Misinterpretation of Symptom Onset as Disease Onset

Some diseases are common with age. Symptoms tend to appear gradually and intermittently, allowing many people to adapt to these changes without seeking medical advice. One example is presbyopia. Most of us figure out that we need reading glasses and manage this without a clinician’s advice. Another example is most of the bodily aches and pains from arthritis, old injuries, and tendinopathies associated with age: most are managed without seeking care. 

Do clinicians factor this into their care and advice for people that do seek medical expertise? Hand surgeons often discuss management of trapeziometacarpal arthrosis as if everyone with the disease presents for treatment. Evidence suggests that trapeziometacarpal arthrosis is a universal aspect of human aging (1, 2). It seems safe to assume that most people never seek medical attention (1). When we studied factors independently associated with having pain or limitations related to TMC arthrosis among people not seeking care for that condition, we confirmed that the disease is prevalent, often with few symptoms, and found no factors associated with worse disease or worse symptoms (3). 

Age-related disorders are often misperceived as an acute injury. The prevalence of rotator cuff abnormalities in asymptomatic people is high enough for degeneration of the rotator cuff to be considered a common aspect of normal human aging (4). When we studied people with new symptoms in their shoulder or knee after a single event at work, the opposite, asymptomatic knee or shoulder had equal or worse pathology (5).     

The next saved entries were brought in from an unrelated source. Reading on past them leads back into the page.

//! Axis specifications for [`GriddedTensor::rearrange_and_copy`].
//!
//! Each entry says what happens to one (or, for a trace, two) source axes.
//! The text form used by [`Display`](std::fmt::Display) and
//! [`FromStr`](std::str::FromStr) is
//!
//! ```text
//! index(a)  reverse(a)  range(a,begin,end)  trace(a,b)  sum(a)
//! fixed(a,i)  interp(a,value)  grid(a,begin,end,width)  gridlog(a,begin,end,ratio)
//! ```
//!
//! [`GriddedTensor::rearrange_and_copy`]: crate::GriddedTensor::rearrange_and_copy

use std::{fmt, str::FromStr};

use tg_core::{
    errors::{Error, Result},
    Real,
};

/// What to do with one source axis during a rearrangement.
#[derive(Debug, Clone, Copy, PartialEq)]
#[cfg_attr(feature = "serde", derive(serde::Serialize, serde::Deserialize))]
pub enum IndexSpec {
    /// Keep the axis as the next output axis.
    Index(usize),
    /// Keep the axis, reversed.
    Reverse(usize),
    /// Keep the inclusive sub-range `begin..=end`, reversed if `begin > end`.
    Range {
        /// Source axis.
        axis: usize,
        /// First kept index.
        begin: usize,
        /// Last kept index.
        end: usize,
    },
    /// Sum along the diagonal of two axes, over the smaller extent.
    Trace(usize, usize),
    /// Sum the axis away.
    Sum(usize),
    /// Hold the axis at a discrete index.
    Fixed {
        /// Source axis.
        axis: usize,
        /// Index held.
        index: usize,
    },
    /// Hold the axis at a coordinate, by linear interpolation.
    Interp {
        /// Source axis.
        axis: usize,
        /// Coordinate interpolated to.
        value: Real,
    },
    /// Resample the axis onto a new grid, which becomes the next output axis.
    ///
    /// The grid runs from `begin` in steps of `width` (or by factors of
    /// `width` when `log` is set) without passing `end`.
    Grid {
        /// Source axis.
        axis: usize,
        /// First coordinate.
        begin: Real,
        /// Bound on the last coordinate.
        end: Real,
        /// Step, or ratio for a logarithmic grid.
        width: Real,
        /// Geometric spacing.
        log: bool,
    },
}

impl IndexSpec {
    /// Keep `axis`.
    pub fn index(axis: usize) -> Self {
        IndexSpec::Index(axis)
    }

    /// Keep `axis` reversed.
    pub fn reverse(axis: usize) -> Self {
        IndexSpec::Reverse(axis)
    }

    /// Keep `begin..=end` of `axis`.
    pub fn range(axis: usize, begin: usize, end: usize) -> Self {
        IndexSpec::Range { axis, begin, end }
    }

    /// Trace over axes `a` and `b`.
    pub fn trace(a: usize, b: usize) -> Self {
        IndexSpec::Trace(a, b)
    }

    /// Sum over `axis`.
    pub fn sum(axis: usize) -> Self {
        IndexSpec::Sum(axis)
    }

    /// Hold `axis` at `index`.
    pub fn fixed(axis: usize, index: usize) -> Self {
        IndexSpec::Fixed { axis, index }
    }

    /// Interpolate `axis` at `value`.
    pub fn interp(axis: usize, value: Real) -> Self {
        IndexSpec::Interp { axis, value }
    }

    /// Resample `axis` onto `begin, begin + width, …` up to `end`.
    pub fn grid(axis: usize, begin: Real, end: Real, width: Real) -> Self {
        IndexSpec::Grid {
            axis,
            begin,
            end,
            width,
            log: false,
        }
    }

    /// Resample `axis` onto `begin, begin·ratio, …` up to `end`.
    pub fn grid_log(axis: usize, begin: Real, end: Real, ratio: Real) -> Self {
        IndexSpec::Grid {
            axis,
            begin,
            end,
            width: ratio,
            log: true,
        }
    }

    /// Source axes this entry covers (the second only for a trace).
    pub fn source_axes(&self) -> (usize, Option<usize>) {
        match *self {
            IndexSpec::Index(a) | IndexSpec::Reverse(a) | IndexSpec::Sum(a) => (a, None),
            IndexSpec::Trace(a, b) => (a, Some(b)),
            IndexSpec::Range { axis, .. }
            | IndexSpec::Fixed { axis, .. }
            | IndexSpec::Interp { axis, .. }
            | IndexSpec::Grid { axis, .. } => (axis, None),
        }
    }

    /// `true` if the entry produces an output axis.
    pub fn is_output_axis(&self) -> bool {
        matches!(
            self,
            IndexSpec::Index(_)
                | IndexSpec::Reverse(_)
                | IndexSpec::Range { .. }
                | IndexSpec::Grid { .. }
        )
    }

    /// Parse a whitespace, comma or semicolon separated list such as
    /// `"index(1) sum(0); range(2,3,1)"`.
    pub fn parse_list(text: &str) -> Result<Vec<IndexSpec>> {
        let mut out = Vec::new();
        let mut rest = text;
        loop {
            rest = rest.trim_start_matches(|c: char| c.is_whitespace() || c == ',' || c == ';');
            if rest.is_empty() {
                return Ok(out);
            }
            let close = rest.find(')').ok_or_else(|| {
                Error::Parse(format!("missing ')' in index specification '{rest}'"))
            })?;
            out.push(rest[..=close].parse()?);
            rest = &rest[close + 1..];
        }
    }
}

impl fmt::Display for IndexSpec {
    fn fmt(&self, f: &mut fmt::Formatter<'_>) -> fmt::Result {
        match *self {
            IndexSpec::Index(a) => write!(f, "index({a})"),
            IndexSpec::Reverse(a) => write!(f, "reverse({a})"),
            IndexSpec::Range { axis, begin, end } => write!(f, "range({axis},{begin},{end})"),
            IndexSpec::Trace(a, b) => write!(f, "trace({a},{b})"),
            IndexSpec::Sum(a) => write!(f, "sum({a})"),
            IndexSpec::Fixed { axis, index } => write!(f, "fixed({axis},{index})"),
            IndexSpec::Interp { axis, value } => write!(f, "interp({axis},{value})"),
            IndexSpec::Grid {
                axis,
                begin,
                end,
                width,
                log,
            } => {
                let name = if log { "gridlog" } else { "grid" };
                write!(f, "{name}({axis},{begin},{end},{width})")
            }
        }
    }
}

fn parse_usize(name: &str, s: &str) -> Result<usize> {
    s.parse()
        .map_err(|_| Error::Parse(format!("'{s}' is not an index in {name}()")))
}

fn parse_real(name: &str, s: &str) -> Result<Real> {
    s.parse()
        .map_err(|_| Error::Parse(format!("'{s}' is not a number in {name}()")))
}

impl FromStr for IndexSpec {
    type Err = Error;

    fn from_str(s: &str) -> Result<Self> {
        let s = s.trim();
        let (name, args) = s
            .strip_suffix(')')
            .and_then(|body| body.split_once('('))
            .ok_or_else(|| Error::Parse(format!("expected name(args), got '{s}'")))?;
        let name = name.trim();
        let args: Vec<&str> = args.split(',').map(str::trim).collect();
        let want = match name {
            "index" | "reverse" | "sum" => 1,
            "trace" | "fixed" | "interp" => 2,
            "range" => 3,
            "grid" | "gridlog" => 4,
            _ => {
                return Err(Error::Parse(format!(
                    "unknown index specification '{name}'"
                )))
            }
        };
        if args.len() != want {
            return Err(Error::Parse(format!(
                "{name}() takes {want} argument(s), got {}",
                args.len()
            )));
        }
        let axis = parse_usize(name, args[0])?;
        Ok(match name {
            "index" => IndexSpec::Index(axis),
            "reverse" => IndexSpec::Reverse(axis),
            "sum" => IndexSpec::Sum(axis),
            "trace" => IndexSpec::Trace(axis, parse_usize(name, args[1])?),
            "fixed" => IndexSpec::fixed(axis, parse_usize(name, args[1])?),
            "interp" => IndexSpec::interp(axis, parse_real(name, args[1])?),
            "range" => IndexSpec::range(
                axis,
                parse_usize(name, args[1])?,
                parse_usize(name, args[2])?,
            ),
            _ => IndexSpec::Grid {
                axis,
                begin: parse_real(name, args[1])?,
                end: parse_real(name, args[2])?,
                width: parse_real(name, args[3])?,
                log: name == "gridlog",
            },
        })
    }
}

#[cfg(test)]
mod tests {
    use super::*;

    #[test]
    fn parse_each_form() {
        assert_eq!("index(1)".parse::<IndexSpec>().unwrap(), IndexSpec::index(1));
        assert_eq!(" reverse( 0 ) ".parse::<IndexSpec>().unwrap(), IndexSpec::reverse(0));
        assert_eq!(
            "range(0,3,1)".parse::<IndexSpec>().unwrap(),
            IndexSpec::range(0, 3, 1)
        );
        assert_eq!("trace(0, 2)".parse::<IndexSpec>().unwrap(), IndexSpec::trace(0, 2));
        assert_eq!("sum(2)".parse::<IndexSpec>().unwrap(), IndexSpec::sum(2));
        assert_eq!("fixed(1,3)".parse::<IndexSpec>().unwrap(), IndexSpec::fixed(1, 3));
        assert_eq!(
            "interp(1,0.5)".parse::<IndexSpec>().unwrap(),
            IndexSpec::interp(1, 0.5)
        );
        assert_eq!(
            "grid(1,0,1,0.1)".parse::<IndexSpec>().unwrap(),
            IndexSpec::grid(1, 0.0, 1.0, 0.1)
        );
        assert_eq!(
            "gridlog(1,1,100,2)".parse::<IndexSpec>().unwrap(),
            IndexSpec::grid_log(1, 1.0, 100.0, 2.0)
        );
    }

    #[test]
    fn display_parses_back() {
        for spec in [
            IndexSpec::range(2, 4, 0),
            IndexSpec::interp(0, -1.25),
            IndexSpec::grid_log(3, 0.5, 8.0, 2.0),
            IndexSpec::trace(1, 0),
        ] {
            assert_eq!(spec.to_string().parse::<IndexSpec>().unwrap(), spec);
        }
        assert_eq!(IndexSpec::grid(0, 0.0, 1.0, 0.5).to_string(), "grid(0,0,1,0.5)");
    }

    #[test]
    fn malformed() {
        for bad in ["index", "index(a)", "sum(1,2)", "foo(1)", "range(1,2)", "interp(0,x)"] {
            assert!(matches!(bad.parse::<IndexSpec>(), Err(Error::Parse(_))), "{bad}");
        }
    }

    #[test]
    fn parse_list_of_specs() {
        let specs = IndexSpec::parse_list("index(1) sum(0); range(2, 3, 1),").unwrap();
        assert_eq!(
            specs,
            vec![IndexSpec::index(1), IndexSpec::sum(0), IndexSpec::range(2, 3, 1)]
        );
        assert!(IndexSpec::parse_list("index(1) sum(0").is_err());
        assert!(IndexSpec::parse_list("  ").unwrap().is_empty());
    }

    #[test]
    fn axes_and_kinds() {
        assert_eq!(IndexSpec::trace(3, 1).source_axes(), (3, Some(1)));
        assert_eq!(IndexSpec::interp(2, 0.0).source_axes(), (2, None));
        assert!(IndexSpec::grid(0, 0.0, 1.0, 0.1).is_output_axis());
        assert!(!IndexSpec::fixed(0, 0).is_output_axis());
    }
}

Our research on the misinterpretation of symptom onset as disease onset is focusing on several areas:

  1. We are defining the age and gender-related prevalence of common diseases.
  2. We are investigating treatments that optimize adaptation in patients who present with symptoms and limitations related to expected changes in the body. 
  3. We are studying the factors associated with measurable severity of age-related changes (3). 

References:

  1. Becker SJ, Briet JP, Hageman MG, Ring D. Death, taxes, and trapeziometacarpal arthrosis. Clin Orthop Relat Res. 2013 Dec;471(12):3738-44. PubMed PMID: 23959907; PubMed Central PMCID: PMC3825869.
  2. Sodha S, Ring D, Zurakowski D, Jupiter JB. Prevalence of osteoarthrosis of the trapeziometacarpal joint. J Bone Joint Surg Am. 2005;87(12):2614-8.
  3. Wilkens SC, Tarabochia MA, Ring D, Chen NC. Factors Associated With Radiographic Trapeziometacarpal Arthrosis in Patients Not Seeking Care for This Condition. Hand (N Y). 2017 Sep 1:1558944717732064. doi:10.1177/1558944717732064. [Epub ahead of print] PubMed PMID: 28918660.
  4. Teunis T, Lubberts B, Reilly BT, Ring D. A systematic review and pooled analysis of the prevalence of rotator cuff disease with increasing age. J Shoulder Elbow Surg. 2014 Dec; 23(12):1913-1921. doi: 10.1016/j.jse.2014.08.001. Review. PubMed PMID: 25441568.5. 
  5. Liu TC, Leung N, Edwards L, Ring D, Bernacki E, Tonn MD. Patients Older Than 40 Years With Unilateral Occupational Claims for New Shoulder and Knee Symptoms Have Bilateral MRI Changes. Clin Orthop Relat Res. 2017 Jun 9. doi:10.1007/s11999-017-5401-y. [Epub ahead of print] PubMed PMID: 28600690.